At Sun Yat-sen University in China, she got her first taste of battery research. Excited to do more, she applied for graduate school at the University of Chicago Pritzker School of Molecular Engineering (PME). “I was excited about the close collaboration with Argonne National Laboratory,” she said. “And the school has diverse research directions in energy storage.”

Though her first year was spent remotely working in China due to the COVID-19 pandemic, she arrived on campus the following year. In 2022, she switched to the group of Prof. Shirley Meng and found her stride in studying cathode materials for lithium-ion batteries.

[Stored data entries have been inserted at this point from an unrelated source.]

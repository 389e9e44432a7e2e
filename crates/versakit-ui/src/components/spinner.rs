//! Loading spinner.

use crate::components::foundations::extra_class;
use crate::core::variants::spinner::{
    SEGMENT_DELAYS, SpinnerColor, SpinnerSize, SpinnerVariant, animation_style, spinner_class,
};
use std::sync::atomic::{AtomicU64, Ordering};
use yew::prelude::*;

static NEXT_GRADIENT: AtomicU64 = AtomicU64::new(1);

/// Props for [`Spinner`].
#[derive(Properties, PartialEq)]
pub struct SpinnerProps {
    /// Style.
    #[prop_or_default]
    pub variant: SpinnerVariant,
    /// Size.
    #[prop_or_default]
    pub size: SpinnerSize,
    /// Colour.
    #[prop_or_default]
    pub color: SpinnerColor,
    /// Seconds per animation cycle.
    #[prop_or(1.0)]
    pub speed: f64,
    /// Accessible name, also rendered as screen-reader text.
    #[prop_or(AttrValue::Static("Loading"))]
    pub aria_label: AttrValue,
    /// Extra classes.
    #[prop_or_default]
    pub class: Classes,
}

/// Busy indicator with `role="status"`.
#[function_component(Spinner)]
pub fn spinner(props: &SpinnerProps) -> Html {
    let gradient_id = use_state(|| {
        format!(
            "spinner-gradient-{}",
            NEXT_GRADIENT.fetch_add(1, Ordering::Relaxed)
        )
    });
    let class = spinner_class(
        props.variant,
        props.size,
        props.color,
        extra_class(&props.class).as_deref(),
    );
    let label = props.aria_label.clone();

    let (style, body) = match props.variant {
        variant if variant.is_segmented() => {
            let segment = if props.variant == SpinnerVariant::Dots {
                props.size.dot_class()
            } else {
                props.size.bar_class()
            };
            let segments = SEGMENT_DELAYS
                .iter()
                .map(|delay| {
                    let style = animation_style(props.speed, Some(delay));
                    html! { <span class={segment} style={style} /> }
                })
                .collect::<Html>();
            (None, segments)
        }
        SpinnerVariant::Gradient => {
            let stroke = format!("url(#{})", *gradient_id);
            let body = html! {
                <svg class="w-full h-full" viewBox="0 0 50 50" aria-hidden="true">
                    <title>{ label.clone() }</title>
                    <defs>
                        <linearGradient
                            id={(*gradient_id).clone()}
                            x1="0%"
                            y1="0%"
                            x2="100%"
                            y2="100%"
                        >
                            <stop offset="0%" stop-color="currentColor" stop-opacity="0" />
                            <stop offset="100%" stop-color="currentColor" stop-opacity="1" />
                        </linearGradient>
                    </defs>
                    <circle
                        cx="25"
                        cy="25"
                        r="20"
                        fill="none"
                        stroke={stroke}
                        stroke-width="4"
                        stroke-linecap="round"
                    />
                </svg>
            };
            (Some(animation_style(props.speed, None)), body)
        }
        _ => (Some(animation_style(props.speed, None)), Html::default()),
    };

    html! {
        <div
            role="status"
            aria-live="polite"
            aria-label={label.clone()}
            class={class}
            style={style}
        >
            { body }
            <span class="sr-only">{ label }</span>
        </div>
    }
}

Used to power most electric vehicles, lithium-ion batteries are expensive to make, largely because they employ cobalt as a cathode material. Cobalt mining has been implicated in both environmental and ethical quagmires, and it is expensive. “If we can reduce the usage of cobalt, it will decrease the cost of batteries,” Wang said. But finding a suitable replacement material is difficult. Other materials cause the battery to degrade faster, affecting performance and stability.

“I wanted to be an engineer to contribute to a better planet by studying the energy storage field.”
PhD student Jing Wang

Wang has used Argonne’s Advanced Photon Source to study the chemical and mechanical properties of both cobalt and its potential replacements for cathodes. By understanding how these materials degrade, she and the research team hope to find a way to optimize other cathode materials for better performance.

Working with Meng and Khalil Amine, who leads the Advanced Battery Technology team at Argonne, Wang has found the right environment for success. “Both Shirley and Dr. Khalil Amine are very supportive of women researchers, and their teams are experts in developing advanced battery materials and technologies,” she said. “I’m extremely fortunate to have ended up in these outstanding groups. There are lots of supportive and knowledgeable scientists in Argonne, like Dr. Tongchao Liu. Without their assistance, I couldn’t have made such rapid progress.”

With several papers already under her belt, Wang is set to defend her dissertation at the end of this year, ahead of schedule. Still, she has made time to enjoy the city, play the electric piano and ukelele, and put in time on the tennis court. “Playing sports makes me feel better and have more energy to study,” she said.

After getting her PhD, Wang hopes to stay on at Argonne as a postdoctoral fellow. “I want to dive even deeper into battery research,” she said. “I really think we can design a better battery for electric vehicles.”